(Beginning of Source data)
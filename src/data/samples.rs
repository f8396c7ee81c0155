use std::path::Path;

use anyhow::{bail, Context, Result};

use super::loader::{load_file, load_upload};
use super::model::{Column, Table, Value};

const IRIS_CSV: &str = include_str!("../../data/iris.csv");

/// Fields per row of the StatLib `cal_housing.data` file.
const STATLIB_FIELDS: usize = 9;

/// Fisher's Iris measurements: four numeric features and the species.
pub fn iris() -> Result<Table> {
    load_upload("iris.csv", IRIS_CSV.as_bytes()).context("parsing embedded Iris table")
}

/// The 1990 census California Housing table, read from `path`.
///
/// A `.data` file is the raw StatLib `cal_housing.data`; any other
/// extension goes through the upload loader (e.g. a CSV export with the
/// derived column names already in place).
pub fn california_housing(path: &Path) -> Result<Table> {
    if !path.exists() {
        bail!(
            "California Housing data not found at {}. Extract cal_housing.data from \
             StatLib's cal_housing.tgz there, or point `housing_path` at it.",
            path.display()
        );
    }
    let is_statlib = path
        .extension()
        .and_then(|e| e.to_str())
        .is_some_and(|e| e.eq_ignore_ascii_case("data"));
    if !is_statlib {
        return load_file(path);
    }

    let bytes = std::fs::read(path).with_context(|| format!("reading {}", path.display()))?;
    let table = housing_from_statlib(&bytes)
        .with_context(|| format!("parsing {}", path.display()))?;
    log::info!("Loaded California Housing: {} rows", table.len());
    Ok(table)
}

/// Turn raw StatLib rows (longitude, latitude, housing median age, total
/// rooms, total bedrooms, population, households, median income, median
/// house value) into the per-household feature table.
fn housing_from_statlib(bytes: &[u8]) -> Result<Table> {
    let mut reader = csv::ReaderBuilder::new()
        .has_headers(false)
        .trim(csv::Trim::All)
        .from_reader(bytes);

    let mut columns: [Vec<Value>; STATLIB_FIELDS] = Default::default();
    for (row_no, result) in reader.records().enumerate() {
        let record = result.with_context(|| format!("row {row_no}"))?;
        if record.len() != STATLIB_FIELDS {
            bail!("row {row_no}: expected {STATLIB_FIELDS} fields, found {}", record.len());
        }
        let mut raw = [0.0f64; STATLIB_FIELDS];
        for (slot, field) in raw.iter_mut().zip(record.iter()) {
            *slot = field
                .parse()
                .with_context(|| format!("row {row_no}: '{field}' is not a number"))?;
        }
        let [lon, lat, age, rooms, bedrooms, population, households, income, value] = raw;

        let derived = [
            income,
            age,
            rooms / households,
            bedrooms / households,
            population,
            population / households,
            lat,
            lon,
            value / 100_000.0,
        ];
        for (column, v) in columns.iter_mut().zip(derived) {
            column.push(Value::Float(v));
        }
    }

    let names = [
        "MedInc",
        "HouseAge",
        "AveRooms",
        "AveBedrms",
        "Population",
        "AveOccup",
        "Latitude",
        "Longitude",
        "MedHouseVal",
    ];
    Ok(Table::new(
        names
            .into_iter()
            .zip(columns)
            .map(|(name, values)| Column::infer(name, values))
            .collect(),
    ))
}

#[cfg(test)]
mod tests {
    use super::*;
    use crate::data::model::ColumnKind;

    const STATLIB_ROWS: &str = "\
-1.222300000000000000e+02,3.788000000000000000e+01,4.100000000000000000e+01,8.800000000000000000e+02,1.290000000000000000e+02,3.220000000000000000e+02,1.260000000000000000e+02,8.325200000000000387e+00,4.526000000000000000e+05
-122.220000,37.860000,21.000000,7099.000000,1106.000000,2401.000000,1138.000000,8.301400,358500.000000
";

    fn close(v: &Value, expected: f64) -> bool {
        v.as_f64().is_some_and(|x| (x - expected).abs() < 1e-6)
    }

    #[test]
    fn iris_has_four_features_and_species() {
        let t = iris().unwrap();
        assert_eq!(t.len(), 150);
        assert_eq!(t.names_of_kind(ColumnKind::Numeric).len(), 4);
        assert_eq!(t.names_of_kind(ColumnKind::Text), vec!["species"]);
        assert_eq!(t.distinct_values("species").len(), 3);
        assert_eq!(t.observed_range("petal length (cm)"), Some((1.0, 6.9)));
    }

    #[test]
    fn statlib_rows_become_household_averages() {
        let t = housing_from_statlib(STATLIB_ROWS.as_bytes()).unwrap();
        assert_eq!(t.len(), 2);
        assert_eq!(t.names_of_kind(ColumnKind::Numeric).len(), 9);
        assert_eq!(t.column_names()[0], "MedInc");

        let row0 = |name: &str| t.column(name).unwrap().values[0].clone();
        assert!(close(&row0("MedInc"), 8.3252));
        assert!(close(&row0("HouseAge"), 41.0));
        assert!(close(&row0("AveRooms"), 6.984127));
        assert!(close(&row0("AveBedrms"), 1.023810));
        assert!(close(&row0("Population"), 322.0));
        assert!(close(&row0("AveOccup"), 2.555556));
        assert!(close(&row0("Latitude"), 37.88));
        assert!(close(&row0("Longitude"), -122.23));
        assert!(close(&row0("MedHouseVal"), 4.526));
        assert!(close(&t.column("MedHouseVal").unwrap().values[1], 3.585));
    }

    #[test]
    fn short_statlib_row_is_an_error() {
        let err = housing_from_statlib(b"1,2,3\n").unwrap_err();
        assert!(err.to_string().contains("expected 9 fields"));
    }

    #[test]
    fn missing_housing_file_is_an_error() {
        let err = california_housing(Path::new("no/such/cal_housing.data")).unwrap_err();
        assert!(err.to_string().contains("not found"));
    }

    #[test]
    fn housing_file_is_read_from_disk() {
        let path = std::env::temp_dir().join("dataset-explorer-samples-cal_housing.data");
        std::fs::write(&path, STATLIB_ROWS).unwrap();
        let t = california_housing(&path).unwrap();
        std::fs::remove_file(&path).unwrap();
        assert_eq!(t.len(), 2);
        assert_eq!(t.observed_range("HouseAge"), Some((21.0, 41.0)));
    }
}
(End of Source data)
Required work: Output every line above so that it reads exactly as before.

Exercise output:
filename src/data/samples.rs
repository f8396c7ee81c0155
use std::path::Path;

use anyhow::{bail, Context, Result};

use super::loader::{load_file, load_upload};
use super::model::{Column, Table, Value};

const IRIS_CSV: &str = include_str!("../../data/iris.csv");

/// Fields per row of the StatLib `cal_housing.data` file.
const STATLIB_FIELDS: usize = 9;

/// Fisher's Iris measurements: four numeric features and the species.
pub fn iris() -> Result<Table> {
    load_upload("iris.csv", IRIS_CSV.as_bytes()).context("parsing embedded Iris table")
}

/// The 1990 census California Housing table, read from `path`.
///
/// A `.data` file is the raw StatLib `cal_housing.data`; any other
/// extension goes through the upload loader (e.g. a CSV export with the
/// derived column names already in place).
pub fn california_housing(path: &Path) -> Result<Table> {
    if !path.exists() {
        bail!(
            "California Housing data not found at {}. Extract cal_housing.data from \
             StatLib's cal_housing.tgz there, or point `housing_path` at it.",
            path.display()
        );
    }
    let is_statlib = path
        .extension()
        .and_then(|e| e.to_str())
        .is_some_and(|e| e.eq_ignore_ascii_case("data"));
    if !is_statlib {
        return load_file(path);
    }

    let bytes = std::fs::read(path).with_context(|| format!("reading {}", path.display()))?;
    let table = housing_from_statlib(&bytes)
        .with_context(|| format!("parsing {}", path.display()))?;
    log::info!("Loaded California Housing: {} rows", table.len());
    Ok(table)
}

/// Turn raw StatLib rows (longitude, latitude, housing median age, total
/// rooms, total bedrooms, population, households, median income, median
/// house value) into the per-household feature table.
fn housing_from_statlib(bytes: &[u8]) -> Result<Table> {
    let mut reader = csv::ReaderBuilder::new()
        .has_headers(false)
        .trim(csv::Trim::All)
        .from_reader(bytes);

    let mut columns: [Vec<Value>; STATLIB_FIELDS] = Default::default();
    for (row_no, result) in reader.records().enumerate() {
        let record = result.with_context(|| format!("row {row_no}"))?;
        if record.len() != STATLIB_FIELDS {
            bail!("row {row_no}: expected {STATLIB_FIELDS} fields, found {}", record.len());
        }
        let mut raw = [0.0f64; STATLIB_FIELDS];
        for (slot, field) in raw.iter_mut().zip(record.iter()) {
            *slot = field
                .parse()
                .with_context(|| format!("row {row_no}: '{field}' is not a number"))?;
        }
        let [lon, lat, age, rooms, bedrooms, population, households, income, value] = raw;

        let derived = [
            income,
            age,
            rooms / households,
            bedrooms / households,
            population,
            population / households,
            lat,
            lon,
            value / 100_000.0,
        ];
        for (column, v) in columns.iter_mut().zip(derived) {
            column.push(Value::Float(v));
        }
    }

    let names = [
        "MedInc",
        "HouseAge",
        "AveRooms",
        "AveBedrms",
        "Population",
        "AveOccup",
        "Latitude",
        "Longitude",
        "MedHouseVal",
    ];
    Ok(Table::new(
        names
            .into_iter()
            .zip(columns)
            .map(|(name, values)| Column::infer(name, values))
            .collect(),
    ))
}

#[cfg(test)]
mod tests {
    use super::*;
    use crate::data::model::ColumnKind;

    const STATLIB_ROWS: &str = "\
-1.222300000000000000e+02,3.788000000000000000e+01,4.100000000000000000e+01,8.800000000000000000e+02,1.290000000000000000e+02,3.220000000000000000e+02,1.260000000000000000e+02,8.325200000000000387e+00,4.526000000000000000e+05
-122.220000,37.860000,21.000000,7099.000000,1106.000000,2401.000000,1138.000000,8.301400,358500.000000
";

    fn close(v: &Value, expected: f64) -> bool {
        v.as_f64().is_some_and(|x| (x - expected).abs() < 1e-6)
    }

    #[test]
    fn iris_has_four_features_and_species() {
        let t = iris().unwrap();
        assert_eq!(t.len(), 150);
        assert_eq!(t.names_of_kind(ColumnKind::Numeric).len(), 4);
        assert_eq!(t.names_of_kind(ColumnKind::Text), vec!["species"]);
        assert_eq!(t.distinct_values("species").len(), 3);
        assert_eq!(t.observed_range("petal length (cm)"), Some((1.0, 6.9)));
    }

    #[test]
    fn statlib_rows_become_household_averages() {
        let t = housing_from_statlib(STATLIB_ROWS.as_bytes()).unwrap();
        assert_eq!(t.len(), 2);
        assert_eq!(t.names_of_kind(ColumnKind::Numeric).len(), 9);
        assert_eq!(t.column_names()[0], "MedInc");

        let row0 = |name: &str| t.column(name).unwrap().values[0].clone();
        assert!(close(&row0("MedInc"), 8.3252));
        assert!(close(&row0("HouseAge"), 41.0));
        assert!(close(&row0("AveRooms"), 6.984127));
        assert!(close(&row0("AveBedrms"), 1.023810));
        assert!(close(&row0("Population"), 322.0));
        assert!(close(&row0("AveOccup"), 2.555556));
        assert!(close(&row0("Latitude"), 37.88));
        assert!(close(&row0("Longitude"), -122.23));
        assert!(close(&row0("MedHouseVal"), 4.526));
        assert!(close(&t.column("MedHouseVal").unwrap().values[1], 3.585));
    }

    #[test]
    fn short_statlib_row_is_an_error() {
        let err = housing_from_statlib(b"1,2,3\n").unwrap_err();
        assert!(err.to_string().contains("expected 9 fields"));
    }

    #[test]
    fn missing_housing_file_is_an_error() {
        let err = california_housing(Path::new("no/such/cal_housing.data")).unwrap_err();
        assert!(err.to_string().contains("not found"));
    }

    #[test]
    fn housing_file_is_read_from_disk() {
        let path = std::env::temp_dir().join("dataset-explorer-samples-cal_housing.data");
        std::fs::write(&path, STATLIB_ROWS).unwrap();
        let t = california_housing(&path).unwrap();
        std::fs::remove_file(&path).unwrap();
        assert_eq!(t.len(), 2);
        assert_eq!(t.observed_range("HouseAge"), Some((21.0, 41.0)));
    }
}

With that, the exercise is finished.